_Exercise objective_
The records below must be reproduced in full and without error.

_The data_
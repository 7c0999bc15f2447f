//! Emergency contact factory.

use crate::factory::helpers::next_id;
use chrono::Utc;
use sea_orm::{ActiveModelTrait, ActiveValue, DatabaseConnection, DbErr};

pub struct EmergencyContactFactory<'a> {
    db: &'a DatabaseConnection,
    user_id: i32,
    name: String,
    phone_number: String,
    is_primary: bool,
}

impl<'a> EmergencyContactFactory<'a> {
    /// Creates a new factory for a non-primary contact with a unique `+99891` phone.
    pub fn new(db: &'a DatabaseConnection, user_id: i32) -> Self {
        let id = next_id();
        Self {
            db,
            user_id,
            name: format!("Contact {}", id),
            phone_number: format!("+99891{:07}", id),
            is_primary: false,
        }
    }

    pub fn phone_number(mut self, phone_number: impl Into<String>) -> Self {
        self.phone_number = phone_number.into();
        self
    }

    pub fn is_primary(mut self, is_primary: bool) -> Self {
        self.is_primary = is_primary;
        self
    }

    /// Builds and inserts the contact entity into the database.
    pub async fn build(self) -> Result<entity::emergency_contact::Model, DbErr> {
        let now = Utc::now();
        entity::emergency_contact::ActiveModel {
            user_id: ActiveValue::Set(self.user_id),
            name: ActiveValue::Set(self.name),
            phone_number: ActiveValue::Set(self.phone_number),
            relationship: ActiveValue::Set("family".to_string()),
            is_primary: ActiveValue::Set(self.is_primary),
            created_at: ActiveValue::Set(now),
            updated_at: ActiveValue::Set(now),
            ..Default::default()
        }
        .insert(self.db)
        .await
    }
}

/// Creates a non-primary emergency contact for `user_id`.
pub async fn create_emergency_contact(
    db: &DatabaseConnection,
    user_id: i32,
) -> Result<entity::emergency_contact::Model, DbErr> {
    EmergencyContactFactory::new(db, user_id).build().await
}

_Solution_
repository 7c0999bc15f2447f
//! Emergency contact factory.

use crate::factory::helpers::next_id;
use chrono::Utc;
use sea_orm::{ActiveModelTrait, ActiveValue, DatabaseConnection, DbErr};

pub struct EmergencyContactFactory<'a> {
    db: &'a DatabaseConnection,
    user_id: i32,
    name: String,
    phone_number: String,
    is_primary: bool,
}

impl<'a> EmergencyContactFactory<'a> {
    /// Creates a new factory for a non-primary contact with a unique `+99891` phone.
    pub fn new(db: &'a DatabaseConnection, user_id: i32) -> Self {
        let id = next_id();
        Self {
            db,
            user_id,
            name: format!("Contact {}", id),
            phone_number: format!("+99891{:07}", id),
            is_primary: false,
        }
    }

    pub fn phone_number(mut self, phone_number: impl Into<String>) -> Self {
        self.phone_number = phone_number.into();
        self
    }

    pub fn is_primary(mut self, is_primary: bool) -> Self {
        self.is_primary = is_primary;
        self
    }

    /// Builds and inserts the contact entity into the database.
    pub async fn build(self) -> Result<entity::emergency_contact::Model, DbErr> {
        let now = Utc::now();
        entity::emergency_contact::ActiveModel {
            user_id: ActiveValue::Set(self.user_id),
            name: ActiveValue::Set(self.name),
            phone_number: ActiveValue::Set(self.phone_number),
            relationship: ActiveValue::Set("family".to_string()),
            is_primary: ActiveValue::Set(self.is_primary),
            created_at: ActiveValue::Set(now),
            updated_at: ActiveValue::Set(now),
            ..Default::default()
        }
        .insert(self.db)
        .await
    }
}

/// Creates a non-primary emergency contact for `user_id`.
pub async fn create_emergency_contact(
    db: &DatabaseConnection,
    user_id: i32,
) -> Result<entity::emergency_contact::Model, DbErr> {
    EmergencyContactFactory::new(db, user_id).build().await
}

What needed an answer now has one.